A unidade vai atender a pacientes de 0 a 17 anos, 11 meses e 29 dias em casos de suspeita de neoplasia infanto-juvenil, neoplasia maligna de origem hematológica ou tumores sólidos. Já os pacientes da faixa etária de 18 anos a 23 anos, 11 meses e 29 dias serão atendidos nos casos de diagnóstico de neoplasia maligna de osso.
Investimento e inovações
Inspirado no Hospital do Amor, em Barretos (SP), o Hospital Cora tem mais de 44 mil metros quadrados de área construída, conforme divulgado pelo Governo de Goiás. Nesta primeira etapa, foram mais de R$ 255 milhões de investimento. O valor total estimado do projeto é de pouco mais de R$ 724 milhões.
Entre as inovações tecnológicas do Cora, o sistema de filtragem de ar é considerado um dos mais importantes porque busca garantir a segurança dos pacientes que passarão por transplantes de medula óssea. O diretor técnico explicou que o ambiente é 100% estéreo e previne infecções.
Outro avanço é a reabilitação com robótica, uma tecnologia que, segundo o diretor, não existia no estado. Os robôs auxiliam na reabilitação de membros inferiores e superiores de pacientes com sequelas motoras.
O hospital também conta com uma ressonância magnética ligada diretamente ao centro cirúrgico. Isso permite que, em caso de remoção de tumor cerebral, a criança consiga fazer a ressonância antes de fechar a cirurgia para verificar se restou algum resíduo, pontuou o médico.

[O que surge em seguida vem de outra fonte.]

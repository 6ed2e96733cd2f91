#![cfg(feature = "rusqlite")]

use common::{UserModel, setup_repo, users_tasks_tags};
use trellis::error::TrellisError;
use trellis::prelude::*;

mod common;

#[test]
fn test_plain_relation() {
    let repo = setup_repo();
    let users = repo.relation("users").unwrap().to_vec().unwrap();

    assert_eq!(users.len(), 2);
    assert_eq!(users[0].type_name(), "User");
    assert_eq!(users[0].field_names(), ["id", "name", "email"]);
    assert_eq!(users[0].str("name"), Some("Jane"));
    assert_eq!(users[1].value("email"), Some(&Value::Null));
}

#[test]
fn test_many_nests_children() {
    let repo = setup_repo();
    let users = users_tasks_tags(&repo).to_vec().unwrap();

    assert_eq!(users.len(), 2);
    let jane_tasks = users[0].many("tasks").unwrap();
    assert_eq!(jane_tasks.len(), 1);
    assert_eq!(jane_tasks[0].str("title"), Some("Jane Task"));
    assert_eq!(jane_tasks[0].many("tags").unwrap()[0].str("name"), Some("red"));

    let joe_tasks = users[1].many("tasks").unwrap();
    assert_eq!(joe_tasks[0].str("title"), Some("Joe Task"));
    assert_eq!(joe_tasks[0].many("tags").unwrap()[0].str("name"), Some("blue"));
}

#[test]
fn test_many_without_children_is_empty() {
    let repo = setup_repo();
    repo.command_on("create", "users")
        .unwrap()
        .call(Payload::new().with("name", "Lonely"))
        .unwrap();

    let lonely = users_tasks_tags(&repo)
        .restrict(Criteria::new().eq("name", "Lonely"))
        .unwrap()
        .one_exact()
        .unwrap();
    assert_eq!(lonely.get("tasks"), Some(&Field::Many(Vec::new())));
}

#[test]
fn test_one_takes_single_child_or_null() {
    let repo = setup_repo();
    repo.command_on("create", "users")
        .unwrap()
        .call(Payload::new().with("name", "Lonely"))
        .unwrap();

    let tasks = repo.relation("tasks").unwrap();
    let users = repo
        .relation("users")
        .unwrap()
        .combine_children(CombineKind::One, &tasks)
        .unwrap()
        .to_vec()
        .unwrap();

    assert_eq!(users[0].one("task").and_then(|t| t.str("title")), Some("Jane Task"));
    assert_eq!(users[2].get("task"), Some(&Field::One(None)));
}

#[test]
fn test_wrap_nests_owner() {
    let repo = setup_repo();
    let users = repo.relation("users").unwrap();
    let tasks = repo
        .relation("tasks")
        .unwrap()
        .wrap_parent(&users)
        .unwrap()
        .to_vec()
        .unwrap();

    assert_eq!(tasks.len(), 2);
    assert_eq!(tasks[0].one("user").and_then(|u| u.str("name")), Some("Jane"));
    assert_eq!(tasks[1].one("user").and_then(|u| u.str("name")), Some("Joe"));
}

#[test]
fn test_wrap_with_declared_association() {
    let repo = setup_repo();
    let users = repo.relation("users").unwrap();
    let post = repo
        .relation("posts")
        .unwrap()
        .wrap("author", &users)
        .unwrap()
        .one_exact()
        .unwrap();

    assert_eq!(post.one("author").and_then(|u| u.str("name")), Some("Jane"));
}

#[test]
fn test_restricted_root_limits_child_fetch() {
    let repo = setup_repo();
    let joe = users_tasks_tags(&repo).by_id(2).unwrap().one().unwrap().unwrap();

    assert_eq!(joe.str("name"), Some("Joe"));
    assert_eq!(joe.many("tasks").unwrap().len(), 1);
}

#[test]
fn test_order_limit_offset() {
    let repo = setup_repo();
    let users = repo.relation("users").unwrap();

    let joe = users.order([OrderBy::desc("name")]).unwrap().first().unwrap().unwrap();
    assert_eq!(joe.str("name"), Some("Joe"));

    let second = users.order(["name"]).unwrap().offset(1).limit(5).to_vec().unwrap();
    assert_eq!(second.len(), 1);
    assert_eq!(second[0].str("name"), Some("Joe"));
}

#[test]
fn test_project_keeps_combination_keys() {
    let repo = setup_repo();
    let graph = users_tasks_tags(&repo);

    let slim = graph.project(["id", "name"]).unwrap().to_vec().unwrap();
    assert_eq!(slim[0].field_names(), ["id", "name", "tasks"]);

    let err = graph.project(["name"]).unwrap_err();
    assert!(matches!(err, TrellisError::InvalidKeyPair { .. }));
}

#[test]
fn test_unknown_attribute_is_rejected() {
    let repo = setup_repo();
    let err = repo
        .relation("users")
        .unwrap()
        .restrict(Criteria::new().eq("nope", 1))
        .unwrap_err();
    assert!(matches!(err, TrellisError::UnknownAttribute { .. }));
    assert!(matches!(
        repo.relation("nope").unwrap_err(),
        TrellisError::UnknownRelation(_)
    ));
}

#[test]
fn test_one_rejects_many_tuples() {
    let repo = setup_repo();
    let err = repo.relation("users").unwrap().one().unwrap_err();
    assert!(matches!(
        err,
        TrellisError::TupleCountMismatch { actual: 2, .. }
    ));
}

#[test]
fn test_declared_struct() {
    let repo = setup_repo();
    let users = repo.relation("users").unwrap().as_struct("UserModel").unwrap();

    let jane = users.by_id(1).unwrap().one_exact().unwrap();
    assert_eq!(jane.type_name(), "UserModel");
    assert_eq!(jane.field_names(), ["id", "name"]);

    let typed: Vec<UserModel> = users.to_vec_as().unwrap();
    assert_eq!(
        typed,
        [
            UserModel { id: 1, name: "Jane".into() },
            UserModel { id: 2, name: "Joe".into() },
        ]
    );

    let err = users.project(["name"]).unwrap_err();
    assert!(matches!(err, TrellisError::StructConstruction { .. }));

    let err = repo
        .relation("users")
        .unwrap()
        .project(["name"])
        .unwrap()
        .as_struct("UserModel")
        .unwrap_err();
    assert!(matches!(
        err,
        TrellisError::StructConstruction { ref attribute, .. } if attribute == "id"
    ));
}

#[test]
fn test_custom_primary_key() {
    let repo = setup_repo();
    let comments = repo.relation("comments").unwrap();
    assert_eq!(
        comments.schema().primary_key().map(|k| k.as_str()),
        Some("message_id")
    );
    let created = repo
        .command("create", &comments)
        .unwrap()
        .call(Payload::new().with("author", "Jane").with("body", "hi"))
        .unwrap();
    let id = created.int("message_id").unwrap();
    assert_eq!(comments.by_id(id).unwrap().one_exact().unwrap(), created);
}

#[test]
fn test_json_output() {
    let repo = setup_repo();
    let jane = users_tasks_tags(&repo).by_id(1).unwrap().one_exact().unwrap();
    let json = jane.to_json().unwrap();
    assert_eq!(json["name"], "Jane");
    assert_eq!(json["tasks"][0]["tags"][0]["name"], "red");
}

Apesar da ampla tecnologia, Mário não considera esse o ponto mais importante do tratamento. “A tecnologia não trata o paciente”, disse. O especialista mencionou que as tecnologias servem como apoio, mas o que realmente importa é a humanização e o acolhimento.
Capacidade de atendimento
O Cora conta com 10 leitos de enfermaria cirúrgica pediátrica, 8 leitos de enfermaria pediátrica transplante de medula óssea (TMO), 19 leitos de enfermaria pediátrica clínica, 12 leitos de pronto-socorro observação pediátrica, 6 leitos de UTI pediátrica e 5 leitos de UTI TMO Pediátrica.
Nesta primeira etapa, o Complexo poderá realizar cerca de 31 cirurgias eletivas e internas por mês, além de 50 atendimentos no pronto-socorro, 32 pequenos procedimentos, 280 consultas médicas, 560 consultas multiprofissionais e 264 sessões de quimioterapia.